When Niki's partner, Logan, is kidnapped by poachers in Zambia, she tumbles into the sordid underbelly of a world where survival reigns and animals are sacrificed for financial gain. In order to rescue her man, she will fight all the way to the top and be stunned by what she finds there.

At the airport, the army were everywhere. Trepidation and confusion were palpable. People rushed about, seeking tickets to leave the country, dragging hastily packed belongings. Logan pushed his way through the crowd and directed me to a medical centre where my arm was cleaned and bandaged, and my other injuries checked. He then consigned me to an airport assistant who was to see me safely on board the next plane.

“I have to leave you now. I think I’ll pack up the centre and get out too. It’ll take a couple of days to tie up loose ends, but I want you gone first so I can concentrate on the job.”

His worried face gazed down at me and I felt a sudden vacuum at the thought of leaving him. We had spent less than two days together, but the bond forged by our shared experience was not so easily broken.

His warm hand reached out and his fingers closed around my chin. “Niki, you did well. You’ve got grit.”

“You did well too.” I smiled, but my eyes were heavy with unshed tears.

He leaned forward and kissed me – gently and quickly, his lips brushing mine, then pulled back. But I wasn’t leaving him like that – it wasn’t enough. I put my hand behind his head and brought his face back down and this time, his mouth closed over mine, forcing my lips apart and I could feel his passion glide down through my chest and sink into my pelvis, where it flooded my nerve endings and set my skin alight. I pulled away gasping.

“Wow. Nice.” I pushed my hair back off my forehead and grinned. “Can we do that again sometime?”

Logan smiled and brushed his own hair off his forehead. “I guess we’d better. I know where to find you.” He turned and I watched with a dull ache of longing inside as he disappeared into the crowd.

More about Suzanne
Please introduce us to Suzanne Perazzini. Give us a little bio J
Suzanne: Since a child, I have been driven to explore, look beyond and search out change. This took me to the Fiji Islands on Volunteer Service Abroad at eighteen and after university to Italy, where I stayed for the next decade. I had been out to conquer the world but instead met the man who was to become my lifelong companion. While he studied and did military service, I taught English and travelled.
But the settling down bug caught up with me. I returned to New Zealand, husband in tow, bought a house, started up a business in the fashion industry and had a baby.
For many years we worked, worried, renovated houses and homeschooled our son.
However, the need to chill out came back and now we still work, while our son finished his education at school but we worry less and enjoy life more.
Roll on the next fifty years.

C: Your books range in topics from war correspondents amid action and violence to poachers in Zambia to a prison ship in a futuristic setting. Can you tell us a little about each book and what inspired such wonderfully diverse tales?
S: I have traveled extensively and love to set my books in exotic locations. Beneath the Surface, my first book out, is set in a fictional country based on the old Yugoslavia. Rough Justice, my second, is set in Zambia where my uncle owns a fishing lodge on the Zambezi River. When I visited the southern countries of Africa, I was blown away by their vastness and beauty and knew I had to write about it. The third book, Crash into Darkness, which will come out soon, is set on a prison ship in the Atlantic Ocean and is futuristic and so completely invented.

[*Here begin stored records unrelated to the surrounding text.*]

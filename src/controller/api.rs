use crate::controller::ResourceFamily;
use crate::dto::{ApiDetails, ApiSummary};
use crate::fixtures::{FamilyFixtures, Fixtures};

pub struct Api;

impl ResourceFamily for Api {
    const NAME: &'static str = "api";
    const LABEL: &'static str = "Api";
    const ALIAS: Option<&'static str> = Some("apis");

    type Summary = ApiSummary;
    type Details = ApiDetails;

    fn fixtures(fixtures: &Fixtures) -> &FamilyFixtures<ApiSummary, ApiDetails> {
        &fixtures.api
    }
}

#[cfg(test)]
mod test {
    use super::*;
    use crate::controller::Controller;
    use crate::controller::test::{ctx, instant_state};
    use crate::dto::NoData;

    #[tokio::test]
    async fn it_should_list_same_apis_for_any_tenant() {
        let controller = Controller::<Api>::new(instant_state());
        let first = controller.list(&ctx(&[("tenant_id", "dev-ofzd5p1b")])).await.unwrap();
        let second = controller.list(&ctx(&[("tenant_id", "someone-else")])).await.unwrap();

        assert_eq!(first, second);
        assert_eq!(first.message, "Api fetched");
        assert_eq!(first.data.len(), 1);
        assert_eq!(first.data[0].id, "60daccd6dff9a6003e8ef6ef");
    }

    #[tokio::test]
    async fn it_should_load_same_details_for_any_id() {
        let controller = Controller::<Api>::new(instant_state());
        let one = controller.get_details(&ctx(&[("id", "a")])).await.unwrap();
        let other = controller.get_details(&ctx(&[("id", "b")])).await.unwrap();

        assert_eq!(one, other);
        assert_eq!(one.message, "Api loaded");
        assert_eq!(one.data.api_id, "60daccd6dff9a6003e8ef6ef");
        assert_eq!(one.data.tenant_id, "dev-ofzd5p1b");
    }

    #[tokio::test]
    async fn it_should_return_edited_details_on_update() {
        let controller = Controller::<Api>::new(instant_state());
        let ctx = ctx(&[("id", "60daccd6dff9a6003e8ef6ef")]).with_body(r#"{"name":"x"}"#.into());
        let updated = controller.update_details(&ctx).await.unwrap();

        assert_eq!(updated.data.name, "Auth0 Management API edited");
        assert_eq!(
            updated.data.identifier,
            "https://dev-r5y8heyf-edited.au.auth0.com/api/v2/"
        );
    }

    #[tokio::test]
    async fn it_should_ignore_body_on_create_and_delete() {
        let controller = Controller::<Api>::new(instant_state());
        let ctx = ctx(&[("tenant_id", "t")]).with_body("not even json".into());

        let created = controller.create(&ctx).await.unwrap();
        assert_eq!(created.message, "create succesful");
        assert_eq!(created.data, NoData);

        let deleted = controller.delete_details(&ctx).await.unwrap();
        assert_eq!(deleted.message, "Api deleted");
        assert_eq!(deleted.data, NoData);
    }
}
use serde::{Deserialize, Serialize};

#[derive(Clone, Default, Debug, PartialEq, Serialize, Deserialize)]
pub struct ApiSummary {
    pub id: String,
    pub name: String,
    pub api_type: String,
    pub identifier: String,
}

#[derive(Clone, Default, Debug, PartialEq, Serialize, Deserialize)]
pub struct ApiDetails {
    pub id: u32,
    pub name: String,
    pub api_id: String,
    pub api_type: String,
    pub identifier: String,
    pub token_exp: u32,
    pub token_exp_browser: u32,
    pub sign_algorithm: String,
    pub rbac: bool,
    pub permission_acc_token: bool,
    pub allow_skip_user: bool,
    pub allow_off_acc: bool,
    pub tenant_id: String,
}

C: What first motivated you to take up writing as a career?
S: I always got good results in English essays at school. Then I tried to write a manuscript when I was in my early twenties while teaching in Italy and someone who read it said it sounded like a Mills & Boon story so I gave up.
I started again seriously six years ago and immediately caught the attention of an editor with my first submission. And guess where that editor worked? At Silhouette, Mills & Boon’s sister. Well, I wrote four manuscripts for the new Bombshell line at her request but she couldn’t get the senior editor on side and eventually rejected them all two years later with a letter saying that my stories were more issue-oriented than Silhouette and that I should get them published mainstream. Beneath the Surface, is the first one I wrote that caught her attention way back then. I still say that if the Bombshell line had accepted books like mine, they would still exist but sadly they didn’t get the following they thought they would and died a natural death.

C: Aside from writing, what other activities and hobbies do you enjoy?
S: I work full time in the real estate industry so don’t have much time for anything else apart from work and writing. I do read a lot and feel bereft if I am without a good book. I also go to the movies once a week. In the past I have renovated about ten houses, which could be called a money-making hobby. My greatest passion is travel and I have been to forty plus countries. My next destination is China.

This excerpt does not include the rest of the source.